+++ Source records +++
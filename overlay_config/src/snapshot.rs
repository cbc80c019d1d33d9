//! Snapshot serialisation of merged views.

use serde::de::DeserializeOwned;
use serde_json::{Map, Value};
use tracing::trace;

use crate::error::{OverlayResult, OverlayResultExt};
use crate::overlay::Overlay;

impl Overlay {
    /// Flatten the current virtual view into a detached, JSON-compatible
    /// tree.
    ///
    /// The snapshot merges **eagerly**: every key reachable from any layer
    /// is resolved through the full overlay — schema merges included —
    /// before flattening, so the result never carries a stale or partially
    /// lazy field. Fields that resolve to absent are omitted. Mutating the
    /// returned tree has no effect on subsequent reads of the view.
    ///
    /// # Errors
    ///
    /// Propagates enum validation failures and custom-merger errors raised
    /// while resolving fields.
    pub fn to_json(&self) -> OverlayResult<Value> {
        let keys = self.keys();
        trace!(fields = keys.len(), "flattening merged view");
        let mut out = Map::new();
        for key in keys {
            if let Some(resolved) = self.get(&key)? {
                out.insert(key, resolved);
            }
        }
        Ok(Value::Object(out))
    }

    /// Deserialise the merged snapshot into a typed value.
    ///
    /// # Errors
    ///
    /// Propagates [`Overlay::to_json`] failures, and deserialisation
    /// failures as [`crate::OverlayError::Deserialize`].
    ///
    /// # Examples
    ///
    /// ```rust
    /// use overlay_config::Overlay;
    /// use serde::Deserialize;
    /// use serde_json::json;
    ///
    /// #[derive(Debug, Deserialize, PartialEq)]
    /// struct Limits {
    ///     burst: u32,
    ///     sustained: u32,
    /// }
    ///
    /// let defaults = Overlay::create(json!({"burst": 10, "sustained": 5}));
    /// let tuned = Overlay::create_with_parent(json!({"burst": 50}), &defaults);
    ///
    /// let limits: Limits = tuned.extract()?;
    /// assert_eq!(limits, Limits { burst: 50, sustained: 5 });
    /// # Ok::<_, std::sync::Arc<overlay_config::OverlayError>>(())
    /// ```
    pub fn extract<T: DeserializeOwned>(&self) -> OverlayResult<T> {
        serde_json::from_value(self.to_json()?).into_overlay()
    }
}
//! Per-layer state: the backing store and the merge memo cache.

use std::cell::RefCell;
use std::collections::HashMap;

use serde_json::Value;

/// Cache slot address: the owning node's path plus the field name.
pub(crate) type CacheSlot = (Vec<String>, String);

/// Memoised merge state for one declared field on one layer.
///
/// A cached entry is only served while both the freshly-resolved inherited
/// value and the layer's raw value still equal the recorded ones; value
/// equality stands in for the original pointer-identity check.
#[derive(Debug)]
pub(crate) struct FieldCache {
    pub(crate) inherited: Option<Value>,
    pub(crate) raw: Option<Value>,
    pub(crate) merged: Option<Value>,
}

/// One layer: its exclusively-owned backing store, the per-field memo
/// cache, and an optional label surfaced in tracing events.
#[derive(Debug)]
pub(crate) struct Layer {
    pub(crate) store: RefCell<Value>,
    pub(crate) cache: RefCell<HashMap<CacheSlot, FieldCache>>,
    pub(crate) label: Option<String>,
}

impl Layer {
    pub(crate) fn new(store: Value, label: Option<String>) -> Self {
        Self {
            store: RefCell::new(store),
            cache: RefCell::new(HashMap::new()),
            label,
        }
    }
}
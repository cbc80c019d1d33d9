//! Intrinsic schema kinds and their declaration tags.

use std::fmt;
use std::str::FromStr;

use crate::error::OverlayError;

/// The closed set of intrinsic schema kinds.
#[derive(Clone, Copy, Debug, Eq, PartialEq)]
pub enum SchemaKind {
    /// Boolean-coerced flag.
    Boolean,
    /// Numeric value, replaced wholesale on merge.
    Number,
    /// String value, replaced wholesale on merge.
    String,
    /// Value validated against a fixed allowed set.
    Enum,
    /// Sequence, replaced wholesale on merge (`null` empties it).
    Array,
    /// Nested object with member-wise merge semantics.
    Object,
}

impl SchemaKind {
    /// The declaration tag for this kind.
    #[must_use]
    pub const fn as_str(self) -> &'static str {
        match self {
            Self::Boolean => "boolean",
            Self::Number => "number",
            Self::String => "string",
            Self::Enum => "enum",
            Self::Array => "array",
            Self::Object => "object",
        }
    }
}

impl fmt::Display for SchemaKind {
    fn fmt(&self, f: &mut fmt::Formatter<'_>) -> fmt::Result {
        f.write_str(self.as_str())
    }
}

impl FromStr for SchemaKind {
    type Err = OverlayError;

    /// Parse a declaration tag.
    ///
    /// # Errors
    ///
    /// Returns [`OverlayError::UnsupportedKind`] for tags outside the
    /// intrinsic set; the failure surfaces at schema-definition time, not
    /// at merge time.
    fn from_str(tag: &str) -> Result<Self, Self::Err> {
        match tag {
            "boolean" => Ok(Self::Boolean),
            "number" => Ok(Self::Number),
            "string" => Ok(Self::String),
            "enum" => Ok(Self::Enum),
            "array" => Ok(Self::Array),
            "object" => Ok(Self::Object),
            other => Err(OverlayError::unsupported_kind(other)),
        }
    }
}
+++
+++ Source records +++
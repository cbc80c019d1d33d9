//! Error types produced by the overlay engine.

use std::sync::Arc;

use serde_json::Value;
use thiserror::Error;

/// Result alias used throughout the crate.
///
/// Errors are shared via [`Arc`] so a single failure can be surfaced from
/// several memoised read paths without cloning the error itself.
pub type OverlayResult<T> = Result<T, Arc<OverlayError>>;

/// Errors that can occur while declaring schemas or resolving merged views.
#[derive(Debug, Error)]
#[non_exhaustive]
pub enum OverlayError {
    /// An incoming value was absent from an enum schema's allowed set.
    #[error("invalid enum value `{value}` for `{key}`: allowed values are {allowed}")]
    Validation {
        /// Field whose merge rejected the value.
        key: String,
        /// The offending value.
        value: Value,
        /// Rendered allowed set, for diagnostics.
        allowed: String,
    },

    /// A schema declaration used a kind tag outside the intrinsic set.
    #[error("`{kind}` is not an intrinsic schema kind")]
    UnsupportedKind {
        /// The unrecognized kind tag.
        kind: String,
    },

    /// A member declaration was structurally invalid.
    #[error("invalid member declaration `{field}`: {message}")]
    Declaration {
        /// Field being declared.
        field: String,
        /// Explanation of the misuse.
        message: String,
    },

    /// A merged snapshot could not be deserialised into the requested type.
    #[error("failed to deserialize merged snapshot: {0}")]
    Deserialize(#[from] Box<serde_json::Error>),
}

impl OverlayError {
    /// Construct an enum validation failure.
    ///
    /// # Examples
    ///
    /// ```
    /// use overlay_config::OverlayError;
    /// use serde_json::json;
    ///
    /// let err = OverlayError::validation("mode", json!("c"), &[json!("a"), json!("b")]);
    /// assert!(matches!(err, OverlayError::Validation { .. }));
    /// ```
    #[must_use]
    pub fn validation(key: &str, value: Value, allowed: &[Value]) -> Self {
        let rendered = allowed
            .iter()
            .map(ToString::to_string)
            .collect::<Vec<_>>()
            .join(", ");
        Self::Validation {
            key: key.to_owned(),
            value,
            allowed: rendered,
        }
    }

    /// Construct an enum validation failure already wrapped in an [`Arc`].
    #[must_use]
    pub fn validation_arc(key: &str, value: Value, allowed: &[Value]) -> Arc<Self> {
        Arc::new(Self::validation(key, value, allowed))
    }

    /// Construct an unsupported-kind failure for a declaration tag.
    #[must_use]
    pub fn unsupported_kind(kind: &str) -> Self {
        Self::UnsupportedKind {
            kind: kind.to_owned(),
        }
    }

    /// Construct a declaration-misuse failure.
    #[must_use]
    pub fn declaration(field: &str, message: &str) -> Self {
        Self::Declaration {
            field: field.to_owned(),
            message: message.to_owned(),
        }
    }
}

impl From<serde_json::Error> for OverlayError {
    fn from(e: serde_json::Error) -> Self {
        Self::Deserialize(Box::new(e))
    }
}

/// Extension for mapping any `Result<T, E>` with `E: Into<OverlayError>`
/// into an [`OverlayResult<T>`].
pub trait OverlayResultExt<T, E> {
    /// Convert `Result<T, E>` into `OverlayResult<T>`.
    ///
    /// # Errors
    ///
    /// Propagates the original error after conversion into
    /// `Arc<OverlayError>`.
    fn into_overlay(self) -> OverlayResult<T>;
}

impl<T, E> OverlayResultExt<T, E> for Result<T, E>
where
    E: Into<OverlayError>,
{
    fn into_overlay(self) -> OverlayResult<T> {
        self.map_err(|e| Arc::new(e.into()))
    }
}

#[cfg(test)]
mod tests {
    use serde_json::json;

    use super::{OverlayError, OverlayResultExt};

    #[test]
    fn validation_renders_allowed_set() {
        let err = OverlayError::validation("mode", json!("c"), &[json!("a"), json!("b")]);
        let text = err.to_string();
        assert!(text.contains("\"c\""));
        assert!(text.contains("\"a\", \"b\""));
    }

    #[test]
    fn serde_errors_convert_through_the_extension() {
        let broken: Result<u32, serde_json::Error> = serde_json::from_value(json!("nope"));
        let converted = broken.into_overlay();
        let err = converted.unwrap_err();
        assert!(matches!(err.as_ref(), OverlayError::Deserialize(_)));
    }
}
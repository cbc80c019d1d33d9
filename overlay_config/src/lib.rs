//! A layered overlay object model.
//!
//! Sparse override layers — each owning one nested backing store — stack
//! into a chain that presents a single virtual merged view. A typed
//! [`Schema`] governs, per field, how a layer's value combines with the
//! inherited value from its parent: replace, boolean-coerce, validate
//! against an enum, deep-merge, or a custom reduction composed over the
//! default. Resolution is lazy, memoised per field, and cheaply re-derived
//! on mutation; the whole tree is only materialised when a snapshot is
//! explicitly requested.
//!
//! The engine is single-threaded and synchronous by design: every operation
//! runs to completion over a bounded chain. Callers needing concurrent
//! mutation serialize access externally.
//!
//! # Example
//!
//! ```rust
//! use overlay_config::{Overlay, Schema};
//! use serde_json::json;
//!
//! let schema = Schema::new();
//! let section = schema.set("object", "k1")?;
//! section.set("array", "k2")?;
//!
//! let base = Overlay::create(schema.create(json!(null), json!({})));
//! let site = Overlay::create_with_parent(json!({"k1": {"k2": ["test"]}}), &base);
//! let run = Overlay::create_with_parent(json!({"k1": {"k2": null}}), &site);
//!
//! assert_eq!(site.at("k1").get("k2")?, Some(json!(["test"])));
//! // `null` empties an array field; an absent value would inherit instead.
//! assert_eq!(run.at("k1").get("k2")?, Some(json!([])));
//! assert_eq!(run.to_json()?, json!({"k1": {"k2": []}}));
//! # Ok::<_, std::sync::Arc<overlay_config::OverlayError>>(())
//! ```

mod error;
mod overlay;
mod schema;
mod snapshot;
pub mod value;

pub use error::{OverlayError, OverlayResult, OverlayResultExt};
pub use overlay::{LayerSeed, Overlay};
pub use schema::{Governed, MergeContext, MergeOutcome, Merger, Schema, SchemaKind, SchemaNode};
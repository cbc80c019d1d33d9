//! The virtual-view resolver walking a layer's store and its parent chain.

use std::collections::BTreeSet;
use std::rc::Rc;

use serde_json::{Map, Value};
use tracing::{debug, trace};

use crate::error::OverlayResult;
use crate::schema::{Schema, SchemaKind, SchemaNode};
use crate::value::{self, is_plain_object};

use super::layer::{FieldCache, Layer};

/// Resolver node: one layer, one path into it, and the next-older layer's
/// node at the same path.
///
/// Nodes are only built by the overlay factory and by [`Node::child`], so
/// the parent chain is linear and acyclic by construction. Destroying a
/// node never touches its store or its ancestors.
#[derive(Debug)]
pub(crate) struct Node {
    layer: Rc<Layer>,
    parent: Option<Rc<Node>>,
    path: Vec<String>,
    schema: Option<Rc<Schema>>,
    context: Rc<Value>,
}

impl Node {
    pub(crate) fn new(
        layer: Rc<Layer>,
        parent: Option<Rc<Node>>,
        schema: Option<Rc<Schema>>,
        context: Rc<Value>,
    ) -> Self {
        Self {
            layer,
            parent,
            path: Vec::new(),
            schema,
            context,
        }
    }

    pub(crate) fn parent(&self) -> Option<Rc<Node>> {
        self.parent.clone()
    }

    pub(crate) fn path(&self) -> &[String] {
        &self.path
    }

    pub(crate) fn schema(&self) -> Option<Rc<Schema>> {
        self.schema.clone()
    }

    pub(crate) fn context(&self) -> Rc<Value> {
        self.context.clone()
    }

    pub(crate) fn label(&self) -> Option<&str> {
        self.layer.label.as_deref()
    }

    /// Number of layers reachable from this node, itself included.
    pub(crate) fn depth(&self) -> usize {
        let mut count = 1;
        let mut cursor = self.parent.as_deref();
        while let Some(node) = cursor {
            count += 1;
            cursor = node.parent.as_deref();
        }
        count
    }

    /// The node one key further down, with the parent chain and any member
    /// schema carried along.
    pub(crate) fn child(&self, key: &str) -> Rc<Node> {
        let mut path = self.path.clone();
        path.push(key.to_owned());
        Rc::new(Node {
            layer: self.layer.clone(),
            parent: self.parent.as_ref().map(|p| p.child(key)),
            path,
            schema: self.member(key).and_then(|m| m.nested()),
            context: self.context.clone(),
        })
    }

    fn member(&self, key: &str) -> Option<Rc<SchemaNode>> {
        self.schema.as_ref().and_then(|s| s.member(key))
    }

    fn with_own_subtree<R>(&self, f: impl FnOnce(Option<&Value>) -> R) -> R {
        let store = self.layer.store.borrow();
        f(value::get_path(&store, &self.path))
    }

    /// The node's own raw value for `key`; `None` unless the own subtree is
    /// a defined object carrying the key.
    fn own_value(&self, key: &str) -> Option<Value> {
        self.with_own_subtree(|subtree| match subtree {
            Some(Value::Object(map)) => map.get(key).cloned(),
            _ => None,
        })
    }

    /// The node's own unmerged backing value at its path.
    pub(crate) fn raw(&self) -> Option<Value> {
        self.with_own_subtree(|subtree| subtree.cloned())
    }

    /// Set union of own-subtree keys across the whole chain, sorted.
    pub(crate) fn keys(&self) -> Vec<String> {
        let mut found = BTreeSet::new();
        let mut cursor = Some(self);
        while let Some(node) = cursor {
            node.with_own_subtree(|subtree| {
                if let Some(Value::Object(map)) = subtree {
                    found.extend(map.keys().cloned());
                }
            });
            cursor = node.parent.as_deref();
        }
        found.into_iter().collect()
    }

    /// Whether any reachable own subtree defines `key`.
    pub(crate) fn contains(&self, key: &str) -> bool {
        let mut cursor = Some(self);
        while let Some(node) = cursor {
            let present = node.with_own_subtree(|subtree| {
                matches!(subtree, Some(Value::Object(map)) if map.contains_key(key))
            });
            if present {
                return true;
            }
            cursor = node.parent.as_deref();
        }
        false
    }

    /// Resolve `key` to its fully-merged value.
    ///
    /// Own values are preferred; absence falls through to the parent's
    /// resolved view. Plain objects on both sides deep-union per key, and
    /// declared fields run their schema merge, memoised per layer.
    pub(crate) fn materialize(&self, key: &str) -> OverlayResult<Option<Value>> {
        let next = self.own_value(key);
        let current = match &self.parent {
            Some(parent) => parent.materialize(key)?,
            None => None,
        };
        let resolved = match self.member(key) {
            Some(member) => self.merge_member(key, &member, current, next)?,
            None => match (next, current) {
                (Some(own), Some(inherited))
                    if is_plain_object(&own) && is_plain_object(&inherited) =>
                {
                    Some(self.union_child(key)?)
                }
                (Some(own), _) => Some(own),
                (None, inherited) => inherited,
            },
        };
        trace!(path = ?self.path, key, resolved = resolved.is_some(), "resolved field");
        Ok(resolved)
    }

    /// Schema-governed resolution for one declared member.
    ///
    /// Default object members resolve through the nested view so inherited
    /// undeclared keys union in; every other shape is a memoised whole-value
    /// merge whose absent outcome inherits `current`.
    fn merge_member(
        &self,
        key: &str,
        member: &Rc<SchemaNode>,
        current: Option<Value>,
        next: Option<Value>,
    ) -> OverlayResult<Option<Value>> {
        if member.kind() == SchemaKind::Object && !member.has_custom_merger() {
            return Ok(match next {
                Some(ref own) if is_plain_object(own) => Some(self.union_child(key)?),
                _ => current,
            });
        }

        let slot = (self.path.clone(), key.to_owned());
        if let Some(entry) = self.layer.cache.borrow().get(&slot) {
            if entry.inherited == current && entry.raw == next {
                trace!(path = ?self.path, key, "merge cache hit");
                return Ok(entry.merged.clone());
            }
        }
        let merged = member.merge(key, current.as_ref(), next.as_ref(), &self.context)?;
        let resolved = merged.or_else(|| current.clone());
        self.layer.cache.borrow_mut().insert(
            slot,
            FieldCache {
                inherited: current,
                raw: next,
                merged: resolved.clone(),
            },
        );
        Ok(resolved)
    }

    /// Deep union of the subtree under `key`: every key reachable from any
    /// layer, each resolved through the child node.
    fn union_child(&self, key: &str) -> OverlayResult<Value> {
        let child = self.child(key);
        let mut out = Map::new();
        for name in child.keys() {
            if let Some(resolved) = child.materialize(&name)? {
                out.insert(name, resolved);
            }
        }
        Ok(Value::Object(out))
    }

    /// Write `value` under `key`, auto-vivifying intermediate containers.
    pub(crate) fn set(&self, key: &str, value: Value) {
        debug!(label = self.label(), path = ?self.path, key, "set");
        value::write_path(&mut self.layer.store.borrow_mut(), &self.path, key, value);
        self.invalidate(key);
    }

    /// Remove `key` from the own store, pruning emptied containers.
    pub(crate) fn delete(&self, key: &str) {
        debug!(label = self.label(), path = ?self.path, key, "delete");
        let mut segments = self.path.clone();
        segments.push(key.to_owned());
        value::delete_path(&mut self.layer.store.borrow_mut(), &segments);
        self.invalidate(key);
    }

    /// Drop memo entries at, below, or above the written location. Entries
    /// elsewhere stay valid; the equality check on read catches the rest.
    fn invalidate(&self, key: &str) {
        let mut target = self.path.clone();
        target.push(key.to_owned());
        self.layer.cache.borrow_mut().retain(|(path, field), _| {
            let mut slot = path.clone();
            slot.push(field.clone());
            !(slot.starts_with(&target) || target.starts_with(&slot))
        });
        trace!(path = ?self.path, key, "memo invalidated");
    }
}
+++
+++ Source records +++
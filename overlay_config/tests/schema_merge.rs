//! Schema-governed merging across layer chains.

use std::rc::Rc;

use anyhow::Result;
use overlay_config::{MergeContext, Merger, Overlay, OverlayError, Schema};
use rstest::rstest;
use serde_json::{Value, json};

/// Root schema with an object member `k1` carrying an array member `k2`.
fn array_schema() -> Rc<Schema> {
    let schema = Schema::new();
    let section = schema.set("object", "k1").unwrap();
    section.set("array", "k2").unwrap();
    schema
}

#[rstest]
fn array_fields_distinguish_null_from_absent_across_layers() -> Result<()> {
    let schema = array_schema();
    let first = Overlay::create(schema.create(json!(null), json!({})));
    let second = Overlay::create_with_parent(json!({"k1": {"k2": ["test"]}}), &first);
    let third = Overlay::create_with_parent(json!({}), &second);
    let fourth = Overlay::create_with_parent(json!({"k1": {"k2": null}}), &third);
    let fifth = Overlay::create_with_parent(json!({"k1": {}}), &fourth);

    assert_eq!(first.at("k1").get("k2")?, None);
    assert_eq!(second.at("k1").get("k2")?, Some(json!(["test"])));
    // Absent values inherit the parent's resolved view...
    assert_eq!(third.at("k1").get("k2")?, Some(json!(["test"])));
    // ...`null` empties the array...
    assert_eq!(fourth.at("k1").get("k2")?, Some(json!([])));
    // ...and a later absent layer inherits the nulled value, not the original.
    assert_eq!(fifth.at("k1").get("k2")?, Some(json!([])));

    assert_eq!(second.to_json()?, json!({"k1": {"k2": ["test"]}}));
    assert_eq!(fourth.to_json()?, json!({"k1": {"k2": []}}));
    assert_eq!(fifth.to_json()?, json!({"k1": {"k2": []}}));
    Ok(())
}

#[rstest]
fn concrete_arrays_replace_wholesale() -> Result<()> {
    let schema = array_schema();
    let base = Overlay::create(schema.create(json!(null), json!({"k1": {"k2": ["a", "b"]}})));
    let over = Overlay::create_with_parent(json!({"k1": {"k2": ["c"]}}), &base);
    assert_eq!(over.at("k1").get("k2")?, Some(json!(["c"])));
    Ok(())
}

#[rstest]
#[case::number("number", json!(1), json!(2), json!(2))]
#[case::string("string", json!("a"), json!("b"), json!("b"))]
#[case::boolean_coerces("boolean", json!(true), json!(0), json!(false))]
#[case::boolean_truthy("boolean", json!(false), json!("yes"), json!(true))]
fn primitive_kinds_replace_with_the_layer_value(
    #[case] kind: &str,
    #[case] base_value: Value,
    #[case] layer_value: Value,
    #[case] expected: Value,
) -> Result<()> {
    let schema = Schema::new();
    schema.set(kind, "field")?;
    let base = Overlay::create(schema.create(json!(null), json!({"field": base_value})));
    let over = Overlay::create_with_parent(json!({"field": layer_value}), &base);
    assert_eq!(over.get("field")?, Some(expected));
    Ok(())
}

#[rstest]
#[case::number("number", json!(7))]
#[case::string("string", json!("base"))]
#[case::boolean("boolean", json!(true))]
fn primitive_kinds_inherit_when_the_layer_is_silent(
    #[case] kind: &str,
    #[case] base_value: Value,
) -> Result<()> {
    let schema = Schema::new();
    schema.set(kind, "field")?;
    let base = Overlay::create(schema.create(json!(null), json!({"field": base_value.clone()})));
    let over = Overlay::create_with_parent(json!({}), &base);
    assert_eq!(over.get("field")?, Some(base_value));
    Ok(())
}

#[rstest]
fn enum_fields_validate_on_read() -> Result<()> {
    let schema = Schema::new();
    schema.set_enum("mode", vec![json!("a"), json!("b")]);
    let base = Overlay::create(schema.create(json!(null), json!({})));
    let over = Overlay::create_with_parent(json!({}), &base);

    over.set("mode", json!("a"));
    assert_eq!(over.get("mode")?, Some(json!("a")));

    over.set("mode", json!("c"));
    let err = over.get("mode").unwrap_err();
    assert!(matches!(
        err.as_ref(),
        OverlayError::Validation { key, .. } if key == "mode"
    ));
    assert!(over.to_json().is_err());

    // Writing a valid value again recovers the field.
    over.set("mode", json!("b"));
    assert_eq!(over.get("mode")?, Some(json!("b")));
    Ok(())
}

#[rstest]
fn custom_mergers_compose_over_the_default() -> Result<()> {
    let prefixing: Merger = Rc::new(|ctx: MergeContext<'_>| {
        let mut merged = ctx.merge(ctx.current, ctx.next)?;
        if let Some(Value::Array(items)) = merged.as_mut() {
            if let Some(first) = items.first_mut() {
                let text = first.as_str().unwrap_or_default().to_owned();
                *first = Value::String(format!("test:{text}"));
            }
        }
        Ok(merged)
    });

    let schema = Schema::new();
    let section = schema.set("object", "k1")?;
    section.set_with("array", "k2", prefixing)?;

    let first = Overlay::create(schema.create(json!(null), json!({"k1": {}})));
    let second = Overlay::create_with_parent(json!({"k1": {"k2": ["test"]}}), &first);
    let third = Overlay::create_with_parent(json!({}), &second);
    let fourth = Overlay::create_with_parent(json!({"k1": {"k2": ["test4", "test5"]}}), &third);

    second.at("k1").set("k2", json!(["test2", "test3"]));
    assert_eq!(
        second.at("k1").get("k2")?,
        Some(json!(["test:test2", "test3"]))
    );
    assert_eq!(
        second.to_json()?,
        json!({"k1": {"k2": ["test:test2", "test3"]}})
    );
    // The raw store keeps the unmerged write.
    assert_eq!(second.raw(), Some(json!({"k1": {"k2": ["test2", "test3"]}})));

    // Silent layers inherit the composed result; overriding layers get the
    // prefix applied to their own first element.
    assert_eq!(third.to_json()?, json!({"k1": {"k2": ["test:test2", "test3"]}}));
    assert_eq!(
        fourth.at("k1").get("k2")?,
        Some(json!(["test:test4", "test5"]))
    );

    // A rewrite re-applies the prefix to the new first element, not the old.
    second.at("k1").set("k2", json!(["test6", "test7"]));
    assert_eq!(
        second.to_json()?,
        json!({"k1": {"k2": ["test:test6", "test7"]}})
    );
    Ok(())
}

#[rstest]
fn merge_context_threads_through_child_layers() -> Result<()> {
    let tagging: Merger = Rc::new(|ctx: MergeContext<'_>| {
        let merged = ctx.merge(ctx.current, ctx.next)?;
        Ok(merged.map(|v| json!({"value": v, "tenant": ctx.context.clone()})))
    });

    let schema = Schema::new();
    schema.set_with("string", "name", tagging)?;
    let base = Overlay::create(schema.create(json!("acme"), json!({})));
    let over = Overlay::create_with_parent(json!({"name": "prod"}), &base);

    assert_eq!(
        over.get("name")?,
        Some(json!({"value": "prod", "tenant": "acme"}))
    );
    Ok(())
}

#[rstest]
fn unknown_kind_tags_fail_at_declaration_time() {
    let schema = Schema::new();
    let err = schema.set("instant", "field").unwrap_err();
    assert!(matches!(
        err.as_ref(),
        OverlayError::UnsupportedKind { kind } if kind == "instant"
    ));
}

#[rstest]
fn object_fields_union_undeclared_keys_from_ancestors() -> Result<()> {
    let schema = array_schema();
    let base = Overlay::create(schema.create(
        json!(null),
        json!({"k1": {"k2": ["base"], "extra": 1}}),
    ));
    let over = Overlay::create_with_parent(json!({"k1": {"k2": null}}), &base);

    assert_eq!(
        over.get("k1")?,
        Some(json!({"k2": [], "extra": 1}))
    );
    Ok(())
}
+++
▶ What you need to do
The response should hold exactly the lines starting at the line with "at its path." and ending at the line with "found.extend(map.keys().cloned());", and no other line of the material above.

▶ Answer section
    /// The node's own unmerged backing value at its path.
    pub(crate) fn raw(&self) -> Option<Value> {
        self.with_own_subtree(|subtree| subtree.cloned())
    }

    /// Set union of own-subtree keys across the whole chain, sorted.
    pub(crate) fn keys(&self) -> Vec<String> {
        let mut found = BTreeSet::new();
        let mut cursor = Some(self);
        while let Some(node) = cursor {
            node.with_own_subtree(|subtree| {
                if let Some(Value::Object(map)) = subtree {
                    found.extend(map.keys().cloned());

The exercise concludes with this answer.